Abstract

Objective. Korean immigrants have been identified as one of the most disadvantaged ethnic groups in terms of health insurance coverage and health care access in the USA. Korean immigrants enjoyed access to primary and preventive care services in their home country. This study explores how Korean immigrants' health-seeking behaviors are reconstructed by contextualizing their health care experience and adaptation process in Hawaii. Design. Face-to-face individual in-depth interviews were conducted with 20 recently arrived Korean immigrant adults in Hawaii, who were selected by a purposive sampling method. Results. A diminution of seeking professional health care services after immigration was the prominent change in their health care behaviors.

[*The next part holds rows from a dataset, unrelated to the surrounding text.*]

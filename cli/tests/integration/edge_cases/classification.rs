//! Bucket selection for awkward file names.

use crate::common::TestFixture;
use assert_cmd::cargo::cargo_bin_cmd;
use rstest::rstest;

#[rstest]
#[case::lowercase("notes.txt", "txt")]
#[case::uppercase("PHOTO.JPG", "jpg")]
#[case::mixed_case("Clip.Mp4", "mp4")]
#[case::last_extension_only("archive.tar.gz", "gz")]
#[case::no_extension("Makefile", "unknown")]
#[case::dotfile("._hidden", "unknown")]
#[case::bare_dotfile(".bashrc", "unknown")]
#[case::trailing_dot("weird.", "unknown")]
#[case::unicode_stem("café.txt", "txt")]
#[case::spaces("my file.pdf", "pdf")]
fn test_file_lands_in_bucket(#[case] name: &str, #[case] bucket: &str) {
    let fixture = TestFixture::new();
    fixture.write(name, "content");

    cargo_bin_cmd!("sortcp")
        .arg(fixture.src.path())
        .arg(fixture.dst.path())
        .assert()
        .success();

    assert_eq!(fixture.buckets(), vec![bucket.to_string()]);
    fixture.assert_file_content(&fixture.out(bucket).join(name), "content");
}

#[test]
fn test_empty_file_is_copied() {
    let fixture = TestFixture::new();
    fixture.write("empty.log", "");

    cargo_bin_cmd!("sortcp")
        .arg(fixture.src.path())
        .arg(fixture.dst.path())
        .assert()
        .success();

    fixture.assert_file_content(&fixture.out("log/empty.log"), "");
}

#[test]
fn test_unicode_directory_names() {
    let fixture = TestFixture::new();
    fixture.write("документы/отчёт.docx", "report");
    fixture.write("写真/照片.png", "photo");

    cargo_bin_cmd!("sortcp")
        .arg(fixture.src.path())
        .arg(fixture.dst.path())
        .assert()
        .success();

    fixture.assert_file_content(&fixture.out("docx/отчёт.docx"), "report");
    fixture.assert_file_content(&fixture.out("png/照片.png"), "photo");
}

#[test]
fn test_collision_without_extension() {
    let fixture = TestFixture::new();
    fixture.write("a/LICENSE", "one");
    fixture.write("b/LICENSE", "two");

    cargo_bin_cmd!("sortcp")
        .arg(fixture.src.path())
        .arg(fixture.dst.path())
        .assert()
        .success();

    fixture.assert_file_content(&fixture.out("unknown/LICENSE"), "one");
    fixture.assert_file_content(&fixture.out("unknown/LICENSE_1"), "two");
}

#[test]
fn test_large_file() {
    let fixture = TestFixture::new();
    let content = "0123456789abcdef".repeat(256 * 1024);
    fixture.write("big.bin", &content);

    cargo_bin_cmd!("sortcp")
        .arg(fixture.src.path())
        .arg(fixture.dst.path())
        .assert()
        .success();

    fixture.assert_file_content(&fixture.out("bin/big.bin"), &content);
}
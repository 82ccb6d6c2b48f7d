//! `--demo`: build a throwaway tree with one file of each interesting kind.

use std::fs;
use std::io;
use std::path::{Path, PathBuf};
use thiserror::Error;

/// Files written into the demo source tree.
pub const SAMPLE_FILES: &[(&str, &str)] = &[
    ("docs/instructions.txt", "Demo instructions file.\n"),
    ("docs/report.md", "# Demo report\n\nSome markdown content.\n"),
    ("images/logo.svg", "<svg></svg>\n"),
    ("images/photo.png", "fake image bytes\n"),
    ("nested/inner/data.json", "{\"demo\": true}\n"),
    ("nested/notes.TXT", "UPPER CASE EXTENSION\n"),
    ("README", "File without an extension.\n"),
    ("archive.tar.gz", "fake tarball\n"),
];

/// Directory created under the working directory.
pub const DEMO_DIR: &str = "demo_data";

#[derive(Debug, Error)]
pub enum DemoError {
    #[error("Refusing to delete a directory that is not demo-specific: {path}")]
    NotDemoDirectory { path: PathBuf },

    #[error("Failed to prepare demo data at {path}: {source}")]
    Io { path: PathBuf, source: io::Error },
}

/// A freshly created demo tree.
#[derive(Debug, Clone)]
pub struct DemoEnvironment {
    pub source: PathBuf,
    pub destination: PathBuf,
}

/// Recreate `base/source` with the sample files and an empty
/// `base/sorted`.
///
/// An existing `base` is removed first, but only if its name starts with
/// `demo`.
pub fn create_demo_environment(base: &Path) -> Result<DemoEnvironment, DemoError> {
    reset_directory(base)?;

    let source = base.join("source");
    let destination = base.join("sorted");
    create_dir(&source)?;
    create_dir(&destination)?;

    for (relative, content) in SAMPLE_FILES {
        let path = source.join(relative);
        if let Some(parent) = path.parent() {
            create_dir(parent)?;
        }
        fs::write(&path, content).map_err(|source| DemoError::Io {
            path: path.clone(),
            source,
        })?;
    }

    Ok(DemoEnvironment {
        source,
        destination,
    })
}

fn reset_directory(dir: &Path) -> Result<(), DemoError> {
    if !dir.exists() {
        return Ok(());
    }

    let is_demo = dir
        .file_name()
        .and_then(|name| name.to_str())
        .is_some_and(|name| name.starts_with("demo"));
    if !is_demo {
        return Err(DemoError::NotDemoDirectory {
            path: dir.to_path_buf(),
        });
    }

    fs::remove_dir_all(dir).map_err(|source| DemoError::Io {
        path: dir.to_path_buf(),
        source,
    })
}

fn create_dir(dir: &Path) -> Result<(), DemoError> {
    fs::create_dir_all(dir).map_err(|source| DemoError::Io {
        path: dir.to_path_buf(),
        source,
    })
}
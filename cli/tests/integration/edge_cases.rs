//! Edge case tests for sortcp
//!
//! This module contains tests for unusual names, symlinks, depth limits and
//! metadata preservation.

#[path = "../common/mod.rs"]
mod common;

#[path = "edge_cases/classification.rs"]
mod classification;
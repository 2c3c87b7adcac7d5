//! KeywordAnalyzer — per-file TF-IDF keyword extraction, spec.md §4.4.
//!
//! `TermDocFreq` and its Laplace-smoothed IDF are carried over directly from
//! the teacher's `crates/core/src/types.rs`, generalized from a
//! search-ranking auxiliary into the analyzer's own corpus-wide document
//! frequency table.

use crate::model::KeywordScore;
use regex::Regex;
use std::collections::HashMap;
use std::sync::OnceLock;

/// Per-term document frequency table for IDF-weighted keyword scoring
/// (spec.md §4.4). Grounded in the teacher's `TermDocFreq`.
#[derive(Default)]
pub struct TermDocFreq {
    pub total_docs: usize,
    pub freq: HashMap<String, usize>,
}

impl TermDocFreq {
    pub fn new() -> Self {
        Self { total_docs: 0, freq: HashMap::new() }
    }

    /// IDF with Laplace smoothing: ln((N+1)/(df+1)) + 1. Unknown terms
    /// default to df=total_docs (IDF ~1.0).
    pub fn idf(&self, term: &str) -> f64 {
        let df = self.freq.get(term).copied().unwrap_or(self.total_docs);
        (((self.total_docs as f64 + 1.0) / (df as f64 + 1.0)).ln() + 1.0).max(1.0)
    }

    pub fn observe_document(&mut self, terms: &std::collections::HashSet<String>) {
        self.total_docs += 1;
        for term in terms {
            *self.freq.entry(term.clone()).or_insert(0) += 1;
        }
    }

    /// Fraction growth in `total_docs` since `baseline`, used to decide
    /// whether the IDF table needs a full rebuild (spec.md §4.4).
    pub fn growth_since(&self, baseline: usize) -> f64 {
        if baseline == 0 {
            return 1.0;
        }
        (self.total_docs.saturating_sub(baseline)) as f64 / baseline as f64
    }
}

fn word_pattern() -> &'static Regex {
    static RE: OnceLock<Regex> = OnceLock::new();
    RE.get_or_init(|| Regex::new(r"[A-Za-z_][A-Za-z0-9_]{2,}").unwrap())
}

const STOPWORDS: &[&str] = &[
    "the", "and", "for", "are", "but", "not", "you", "all", "can", "has", "was", "were", "this",
    "that", "with", "from", "have", "will", "would", "could", "should", "their", "there", "then",
    "than", "into", "over", "such", "also", "each", "more", "some", "what", "when", "where",
    "which", "while", "about", "after", "before", "other", "these", "those", "being",
];

/// Tokenize into lowercased terms, splitting `snake_case` and `camelCase`
/// identifiers into subwords so keyword extraction sees natural-language
/// fragments of code identifiers too.
pub fn tokenize(text: &str) -> Vec<String> {
    let mut out = Vec::new();
    for m in word_pattern().find_iter(text) {
        for part in split_identifier(m.as_str()) {
            let lower = part.to_lowercase();
            if lower.len() >= 3 && !STOPWORDS.contains(&lower.as_str()) {
                out.push(lower);
            }
        }
    }
    out
}

fn split_identifier(word: &str) -> Vec<String> {
    if word.contains('_') {
        return word.split('_').filter(|s| !s.is_empty()).map(|s| s.to_string()).collect();
    }
    let mut parts = Vec::new();
    let mut current = String::new();
    for c in word.chars() {
        if c.is_uppercase() && !current.is_empty() {
            parts.push(std::mem::take(&mut current));
        }
        current.push(c);
    }
    if !current.is_empty() {
        parts.push(current);
    }
    if parts.len() <= 1 {
        vec![word.to_string()]
    } else {
        parts
    }
}

/// Compute the top-`top_k` TF-IDF keywords for one file's full text, given
/// the corpus-wide document frequency table (spec.md §4.4).
pub fn analyze(text: &str, doc_freq: &TermDocFreq, top_k: usize) -> Vec<KeywordScore> {
    let terms = tokenize(text);
    if terms.is_empty() {
        return Vec::new();
    }

    let mut term_counts: HashMap<String, usize> = HashMap::new();
    for t in &terms {
        *term_counts.entry(t.clone()).or_insert(0) += 1;
    }
    let total_terms = terms.len() as f64;

    let mut scored: Vec<KeywordScore> = term_counts
        .into_iter()
        .map(|(term, count)| {
            let tf = count as f64 / total_terms;
            let score = tf * doc_freq.idf(&term);
            KeywordScore { keyword: term, score }
        })
        .collect();

    scored.sort_by(|a, b| b.score.partial_cmp(&a.score).unwrap_or(std::cmp::Ordering::Equal));
    scored.truncate(top_k);
    scored
}

/// Distinct terms appearing in one file's text, used to update the
/// corpus-wide document frequency table (spec.md §4.4).
pub fn distinct_terms(text: &str) -> std::collections::HashSet<String> {
    tokenize(text).into_iter().collect()
}

#[cfg(test)]
mod tests {
    use super::*;

    #[test]
    fn idf_of_ubiquitous_term_is_near_one() {
        let mut df = TermDocFreq::new();
        for _ in 0..100 {
            df.observe_document(&["common".to_string()].into_iter().collect());
        }
        assert!((df.idf("common") - 1.0).abs() < 0.1);
    }

    #[test]
    fn idf_of_rare_term_exceeds_common_term() {
        let mut df = TermDocFreq::new();
        for i in 0..100 {
            let mut terms = std::collections::HashSet::new();
            terms.insert("common".to_string());
            if i == 0 {
                terms.insert("rare".to_string());
            }
            df.observe_document(&terms);
        }
        assert!(df.idf("rare") > df.idf("common"));
    }

    #[test]
    fn analyze_ranks_distinctive_terms_above_stopwords() {
        let mut df = TermDocFreq::new();
        df.observe_document(&distinct_terms("quantum entanglement experiment"));
        let keywords = analyze("the quantum entanglement experiment succeeded", &df, 5);
        assert!(keywords.iter().any(|k| k.keyword == "quantum"));
        assert!(!keywords.iter().any(|k| k.keyword == "the"));
    }

    #[test]
    fn split_identifier_handles_snake_and_camel_case() {
        assert_eq!(split_identifier("snake_case_name"), vec!["snake", "case", "name"]);
        assert_eq!(split_identifier("camelCaseName"), vec!["camel", "Case", "Name"]);
    }
}
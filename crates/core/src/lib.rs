//! Core library for the knowledge retrieval engine: ingestion, storage, and
//! retrieval primitives shared by the MCP, HTTP, and CLI surfaces.

pub mod ann_index;
pub mod chunker;
pub mod config;
pub mod embedder;
pub mod error;
pub mod freshness;
pub mod keyword_analyzer;
pub mod model;
pub mod query_engine;
pub mod response;
pub mod scanner;
pub mod storage;

use std::sync::Arc;

/// The full set of long-lived components a Server Loop owns (spec.md §4.9):
/// one Storage connection pool, one warm Embedder, and a lazily-built ANN
/// Index, wired into a QueryEngine for request dispatch.
pub struct Engine {
    pub storage: Arc<storage::Storage>,
    pub embedder: Arc<embedder::Embedder>,
    pub ann_index: Arc<ann_index::AnnIndex>,
    pub query_engine: Arc<query_engine::QueryEngine>,
    pub config: config::EngineConfig,
}

impl Engine {
    pub fn open(config: config::EngineConfig) -> error::Result<Self> {
        let db_path = config.db_path();
        let storage = Arc::new(storage::Storage::open(&db_path, config.storage_retry_cap, config.storage_busy_timeout_ms)?);
        let embedder = Arc::new(embedder::Embedder::new(&config.embedding_model, config.embedding_dim, config.embed_batch_ceiling));
        let ann_index = Arc::new(ann_index::AnnIndex::new(config.ann_exact_ceiling));
        let query_engine = Arc::new(query_engine::QueryEngine::new(storage.clone(), embedder.clone(), ann_index.clone(), &config));
        Ok(Self { storage, embedder, ann_index, query_engine, config })
    }

    pub fn scanner(&self) -> scanner::Scanner {
        scanner::Scanner::new(self.storage.clone(), self.embedder.clone(), self.config.clone())
    }
}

They delayed seeking primary care, underused preventive care, extended self-diagnosis and self-treatment, and practiced more treatment- and emergency-oriented care. New immigrants also adopted ethnic enclave health care and transnational health care as alternative strategies to meet their health care needs given the structural and cultural constraints. Sociocultural contexts of both home and host countries shaped the behavioral changes and adoption of alternative health care strategies, interplaying with an individual's characteristics. Lack of health insurance and unfamiliarity with the health care system were the most important factors in the decision whether to and when to seek professional health care, while the lack of English proficiency and cultural concerns were the major determinants of where to get health care. Conclusions. The study suggested that efforts should be concentrated to minimize structural barriers to health insurance and to improve health care access through policy interventions. Ethnic networks and ethnic media could be used as an effective informational reservoir for introducing various health care resources, disseminating information, and navigating new immigrants to the health system and services. Utilizing ethnic health care facilities and professionals would foster the promotion of immigrant health care without language and cultural challenges.